Um dos grandes sinalizadores de que o COPOM reduzirá a taxa SELIC amanhã é este aqui:
Com juros futuros em queda, não dá para permanecer com os juros à vista em alta (ou estáveis) durante muito tempo. O descolamento entre um e outro é extremamente prejudicial para os objetivos de política econômica do país – vide anos anteriores. Além, é claro, de o BACEN está dando uma sinalização errada para o mercado, que já embutiu cortes em suas projeções – vide o FOCUS, que projeta a SELIC em 11,25% no final de 2009.
Como qualquer um que já leu ao menos um livro-texto de economia monetária sabe, frustrar as expectativas do mercado pode gerar uma crise de liquidez, que é extremamente ruim para a macroeconomia brasileira.

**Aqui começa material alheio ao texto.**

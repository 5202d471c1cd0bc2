//! Field normalization.
//!
//! Providers name the same concepts differently (`user_id`, `uid`,
//! `sub_id`, ...). Each provider declares an ordered synonym list per
//! canonical field; the first present, non-empty synonym wins. There is
//! no inference beyond literal key lookup.

use crate::error::RejectReason;
use crate::registry::FieldMap;
use crate::types::{CanonicalEvent, RawFields};

/// Canonical field names, used verbatim in `MissingField` rejections.
pub const FIELD_USER_ID: &str = "user_id";
pub const FIELD_TRANSACTION_ID: &str = "transaction_id";
pub const FIELD_AMOUNT: &str = "amount";
pub const FIELD_STATUS: &str = "status";

/// First present, non-empty value among `keys`, in declared order.
fn first_present<'a>(raw: &'a RawFields, keys: &[String]) -> Option<&'a str> {
    keys.iter()
        .filter_map(|key| raw.get(key))
        .map(String::as_str)
        .find(|value| !value.is_empty())
}

/// Map a raw field mapping onto the canonical event shape.
///
/// Fails with the first absent canonical field, checked in the order
/// user id, transaction id, amount, status.
pub fn normalize(
    provider: &str,
    fields: &FieldMap,
    raw: &RawFields,
) -> Result<CanonicalEvent, RejectReason> {
    let user_id = first_present(raw, &fields.user_id)
        .ok_or_else(|| RejectReason::MissingField(FIELD_USER_ID.into()))?;
    let external_txn_id = first_present(raw, &fields.transaction_id)
        .ok_or_else(|| RejectReason::MissingField(FIELD_TRANSACTION_ID.into()))?;
    let raw_amount = first_present(raw, &fields.amount)
        .ok_or_else(|| RejectReason::MissingField(FIELD_AMOUNT.into()))?;

    let status_token = match first_present(raw, &fields.status) {
        Some(token) => token.to_string(),
        None => match &fields.default_status {
            Some(default) => default.clone(),
            None if fields.status.is_empty() => {
                // Provider declared no status concept at all: every event
                // it sends is a confirmed one.
                "approved".to_string()
            }
            None => return Err(RejectReason::MissingField(FIELD_STATUS.into())),
        },
    };

    Ok(CanonicalEvent {
        provider: provider.to_string(),
        user_id: user_id.to_string(),
        external_txn_id: external_txn_id.to_string(),
        raw_amount: raw_amount.to_string(),
        status_token,
    })
}
use config::{ConfigError, Environment, File};
use reconcile_core::ProviderSpec;
use serde::Deserialize;
use std::collections::HashMap;
use std::env;

/// Gateway configuration: server binding, store connection, per-provider
/// shared secrets, and the declarative provider table. The provider
/// entries deserialize straight into `reconcile_core::ProviderSpec`.
#[derive(Debug, Deserialize, Clone)]
pub struct Config {
    pub server: ServerConfig,
    pub database: DatabaseConfig,
    /// Shared secrets keyed by provider id, injected into the specs at
    /// registry build so they can be supplied via environment overrides
    /// instead of the provider table.
    #[serde(default)]
    pub secrets: HashMap<String, String>,
    #[serde(default)]
    pub providers: Vec<ProviderSpec>,
}

#[derive(Debug, Deserialize, Clone)]
pub struct ServerConfig {
    pub host: String,
    pub port: u16,
    pub workers: usize,
}

#[derive(Debug, Deserialize, Clone)]
pub struct DatabaseConfig {
    /// Empty means no Postgres: the gateway runs on the volatile
    /// in-memory store (development only).
    #[serde(default)]
    pub url: String,
    pub max_connections: u32,
}

impl Config {
    pub fn from_env() -> Result<Self, ConfigError> {
        let environment = env::var("ENVIRONMENT").unwrap_or_else(|_| "development".to_string());

        let mut builder = config::Config::builder()
            // Start with default configuration
            .set_default("server.host", "0.0.0.0")?
            .set_default("server.port", 8080)?
            .set_default("server.workers", 4)?
            .set_default("database.url", "")?
            .set_default("database.max_connections", 10)?;

        // Add environment-specific config file if it exists
        if let Ok(config_file) = env::var("CONFIG_FILE") {
            builder = builder.add_source(File::with_name(&config_file).required(false));
        } else {
            builder = builder.add_source(
                File::with_name(&format!("config/{}", environment)).required(false),
            );
        }

        // Override with environment variables
        builder = builder.add_source(
            Environment::with_prefix("REWARDRAIL")
                .separator("__")
                .list_separator(","),
        );

        // Special handling for common env vars
        if let Ok(db_url) = env::var("DATABASE_URL") {
            builder = builder.set_override("database.url", db_url)?;
        }

        if let Ok(port) = env::var("REWARDRAIL_PORT") {
            builder = builder.set_override("server.port", port)?;
        }

        builder.build()?.try_deserialize()
    }

    pub fn validate(&self) -> Result<(), String> {
        if self.server.port == 0 {
            return Err("Server port cannot be 0".to_string());
        }

        if self.providers.is_empty() {
            return Err("At least one provider entry is required".to_string());
        }

        let mut seen = std::collections::HashSet::new();
        for spec in &self.providers {
            if spec.id.is_empty() {
                return Err("Provider id cannot be empty".to_string());
            }
            if !seen.insert(spec.id.as_str()) {
                return Err(format!("Duplicate provider id: {}", spec.id));
            }
            if spec.fields.user_id.is_empty()
                || spec.fields.transaction_id.is_empty()
                || spec.fields.amount.is_empty()
            {
                return Err(format!(
                    "Provider {} must declare user_id, transaction_id and amount synonyms",
                    spec.id
                ));
            }
            if let Some(digest) = &spec.verification.digest {
                if digest.fields.is_empty() {
                    return Err(format!(
                        "Provider {} declares a digest recipe with no fields",
                        spec.id
                    ));
                }
            }
            if spec.user_not_found_status != 404 && spec.user_not_found_status != 500 {
                return Err(format!(
                    "Provider {}: user_not_found_status must be 404 or 500",
                    spec.id
                ));
            }
        }

        Ok(())
    }

    /// Provider specs with shared secrets injected from the `secrets`
    /// table. A secret declared inline on the spec wins.
    pub fn provider_specs(&self) -> Vec<ProviderSpec> {
        self.providers
            .iter()
            .cloned()
            .map(|mut spec| {
                if spec.secret.is_none() {
                    spec.secret = self.secrets.get(&spec.id).cloned();
                }
                spec
            })
            .collect()
    }
}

Outro indicador de que a redução da SELIC é praticamente certa são aquelas três variáveis que já comentei em post anterior: 1) queda dos preços dos commodities; 2) estagnação da demanda doméstica; 3) desvalorização cambial. O primeiro e o segundo atuam a favor da queda da inflação e o terceiro atua a favor do aumento. Apesar disso, como a FGV divulgou recentemente, o IGP, que registra mais fortemente o terceiro fator mostrou deflação nesse início de janeiro. Assim sendo, a última preocupação do Banco Central, o repasse da desvalorização cambial para a inflação, cedeu.
Não se surpreendam se amanhã vier um corte de 1 ponto percentual na SELIC – apesar do mercado estar dividido entre 0,5 e 0,75.
Mais razões para a queda aqui.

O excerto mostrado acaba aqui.